## Problem statement
Report every line from the material that contains the word "ZObservable".

[[ Provided information, beginning ]]

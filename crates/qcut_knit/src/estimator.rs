//! Expectation value estimation
//!
//! Gantree: L4_Reconstruct → ExpectationEstimator
//!
//! Each experiment contributes the weighted joint distribution of its
//! fragments: every combination of one outcome per fragment is weighted by
//! `shots · Π(count_f / shots)`, multiplied by the product of its QPD
//! eigenvalues and by the observable's eigenvalue on the concatenated
//! `meas` vector. The sum over experiments, signed by the combination
//! coefficient and by `(-1)^(k+1)`, is normalized by `4^k / samples`.

use crate::budget::ShotBudget;
use crate::results::{SubResult, TotalResult};
use itertools::Itertools;
use qcut_core::{qpd, QcutError, QcutResult, QubitId};
use serde::{Deserialize, Serialize};
use std::fmt;

// ============================================================================
// ZObservable
// ============================================================================

/// Product of Z operators on reconstructed measurement indices
///
/// Indices address the reconstructed measurement vector: fragment `meas`
/// registers concatenated in fragment order, ascending. They are not the
/// original circuit's qubit ids; a cut moves a qubit onto a fresh wire and
/// drops the upstream one. Use [`crate::KnitPlan::observable_on`] to build an
/// observable from original qubits.
/// Gantree: ZObservable // Z 관측량
#[derive(Debug, Clone, PartialEq, Eq, Hash, Serialize, Deserialize)]
pub struct ZObservable {
    qubits: Vec<usize>,
}

impl ZObservable {
    /// Z product over the given indices (at least one)
    pub fn new(qubits: Vec<usize>) -> QcutResult<Self> {
        if qubits.is_empty() {
            return Err(QcutError::EmptyObservable);
        }
        Ok(Self { qubits })
    }

    /// Single-index Z
    pub fn single(index: usize) -> Self {
        Self {
            qubits: vec![index],
        }
    }

    /// Indices the observable acts on
    pub fn qubits(&self) -> &[usize] {
        &self.qubits
    }

    /// Number of Z factors
    pub fn weight(&self) -> usize {
        self.qubits.len()
    }

    /// Largest index referenced
    pub fn max_index(&self) -> usize {
        self.qubits.iter().copied().max().unwrap_or(0)
    }

    /// Sign convention `(-1)^(len+1)` applied on top of the eigenvalue product
    pub fn sign(&self) -> f64 {
        if self.qubits.len() % 2 == 1 {
            1.0
        } else {
            -1.0
        }
    }

    /// Signed eigenvalue on one reconstructed outcome
    pub fn eigenvalue(&self, full: &[i32]) -> QcutResult<f64> {
        let product = self.qubits.iter().try_fold(1i32, |acc, &q| {
            full.get(q)
                .map(|&e| acc * e)
                .ok_or(QcutError::ObservableOutOfRange {
                    index: q,
                    width: full.len(),
                })
        })?;
        Ok(self.sign() * f64::from(product))
    }

    /// Check every index against a reconstructed width
    pub fn validate(&self, width: usize) -> QcutResult<()> {
        match self.qubits.iter().find(|&&q| q >= width) {
            Some(&index) => Err(QcutError::ObservableOutOfRange { index, width }),
            None => Ok(()),
        }
    }
}

/// Single Z on a reconstructed measurement index, not an original qubit id
impl From<QubitId> for ZObservable {
    fn from(index: QubitId) -> Self {
        Self::single(index)
    }
}

impl fmt::Display for ZObservable {
    fn fmt(&self, f: &mut fmt::Formatter<'_>) -> fmt::Result {
        let terms: Vec<String> = self.qubits.iter().map(|q| format!("Z{}", q)).collect();
        write!(f, "{}", terms.join("*"))
    }
}

// ============================================================================
// Estimation
// ============================================================================

/// Weighted observable sums of one experiment
///
/// Returns zeros when `shots` is zero.
/// Gantree: sub_expectation_values(result, obs, shots) -> Result<Vec<f64>>
pub fn sub_expectation_values(
    result: &TotalResult,
    observables: &[ZObservable],
    shots: u64,
) -> QcutResult<Vec<f64>> {
    let mut sums = vec![0.0; observables.len()];
    if shots == 0 || result.fragments.is_empty() {
        return Ok(sums);
    }
    let shots = shots as f64;

    for joint in result
        .fragments
        .iter()
        .map(|outcomes| outcomes.iter())
        .multi_cartesian_product()
    {
        let full: Vec<i32> = joint.iter().flat_map(|r| r.meas.iter().copied()).collect();
        let weight = joint.iter().fold(shots, |w, r| w * r.count / shots);
        let qpd_factor: i32 = joint.iter().map(|r: &&SubResult| r.qpd_factor()).product();
        let scaled = f64::from(qpd_factor) * weight;

        for (sum, observable) in sums.iter_mut().zip(observables) {
            *sum += scaled * observable.eigenvalue(&full)?;
        }
    }

    Ok(sums)
}

/// Reconstruct the uncut expectation value of every observable
/// Gantree: estimate_expectation_values(results, coeffs, budget, obs) -> Result<Vec<f64>>
pub fn estimate_expectation_values(
    results: &[TotalResult],
    coefficients: &[f64],
    budget: &ShotBudget,
    observables: &[ZObservable],
) -> QcutResult<Vec<f64>> {
    if results.len() != coefficients.len() {
        return Err(QcutError::ResultShapeMismatch(format!(
            "{} results for {} coefficients",
            results.len(),
            coefficients.len()
        )));
    }

    let sign = qpd::cut_sign(budget.cuts());
    let mut accumulator = vec![1.0; observables.len()];

    for (result, &coefficient) in results.iter().zip(coefficients) {
        let sums = sub_expectation_values(result, observables, budget.shots_per_experiment())?;
        for (acc, sum) in accumulator.iter_mut().zip(sums) {
            *acc += sign * coefficient * sum;
        }
    }

    let scale = budget.gamma_factor() / budget.samples() as f64;
    Ok(accumulator.into_iter().map(|acc| acc * scale).collect())
}

// ============================================================================
// Tests
// ============================================================================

[[ Provided information, end ]]

## The completed task
// ZObservable
/// Gantree: ZObservable // Z 관측량
pub struct ZObservable {
impl ZObservable {
impl From<QubitId> for ZObservable {
impl fmt::Display for ZObservable {
    observables: &[ZObservable],
    observables: &[ZObservable],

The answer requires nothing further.